§ **Aim of the exercise**: In the material beneath, how many lines contain the word "config"? Give the count alone.

§ **Source material**:
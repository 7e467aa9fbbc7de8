use macroquad::prelude::*;
use ::rand::rngs::StdRng;
use ::rand::SeedableRng;

use kokaton::clock::FixedStep;
use kokaton::config::GameConfig;
use kokaton::error::AssetError;
use kokaton::world::{FrameEvent, FrameInput, Status, World};

use crate::assets::{load_ui_font, Assets};
use crate::render::Screen;
use crate::systems::poll_input;
use crate::ui::Ui;

#[derive(Clone, Copy, Debug, Eq, PartialEq)]
pub enum Outcome {
    Quit { score: u32 },
    GameOver { score: u32 },
}

// 游戏主循环：采样输入，按固定步长推进模拟并渲染
pub async fn run(config: GameConfig) -> Result<Outcome, AssetError> {
    let ui = Ui {
        font: load_ui_font(&config.asset_dir).await,
    };
    let assets = Assets::load(&config)?;

    let mut rng = StdRng::from_entropy();
    let mut world = World::new(&config, assets.metrics(), &mut rng);
    let mut clock = FixedStep::new(config.tick_rate, config.max_steps_per_frame);
    let screen = Screen::new(&world.area);

    // 关闭窗口时交给主循环处理
    prevent_quit();
    log::info!(
        "game started: {}x{} at {} ticks/s",
        config.screen_width,
        config.screen_height,
        config.tick_rate
    );

    // 空格按下的那一帧可能不推进模拟，保留到下一次推进
    let mut pending_fire = false;
    loop {
        let input = poll_input();
        pending_fire |= input.fire;

        if input.quit {
            advance(&mut world, &FrameInput { quit: true, ..input });
        } else {
            for _ in 0..clock.advance(get_frame_time()) {
                let tick_input = FrameInput {
                    fire: std::mem::take(&mut pending_fire),
                    ..input
                };
                advance(&mut world, &tick_input);
                if world.status.is_terminal() {
                    break;
                }
            }
        }

        screen.draw_world(&ui, &assets, &world);

        match world.status {
            Status::Running => {}
            Status::Quit => {
                log::info!("quit with score {}", world.score.value());
                return Ok(Outcome::Quit {
                    score: world.score.value(),
                });
            }
            Status::GameOver => {
                log::info!("game over with score {}", world.score.value());
                hold(&screen, &ui, &assets, &world, config.game_over_hold_secs).await;
                return Ok(Outcome::GameOver {
                    score: world.score.value(),
                });
            }
        }

        next_frame().await;
    }
}

fn advance(world: &mut World, input: &FrameInput) {
    for event in world.step(input) {
        match event {
            FrameEvent::BombDestroyed { center, score } => {
                log::info!("bomb destroyed at {center:?}, score {score}")
            }
            FrameEvent::PlayerHit => log::info!("bird hit at frame {}", world.frame),
            FrameEvent::QuitRequested => log::info!("quit requested"),
            other => log::debug!("{other:?}"),
        }
    }
}

// 游戏结束画面停留一段时间
async fn hold(screen: &Screen, ui: &Ui, assets: &Assets, world: &World, secs: f32) {
    let until = get_time() + secs as f64;
    while get_time() < until {
        next_frame().await;
        screen.draw_world(ui, assets, world);
    }
}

§ **Expected answer**: 10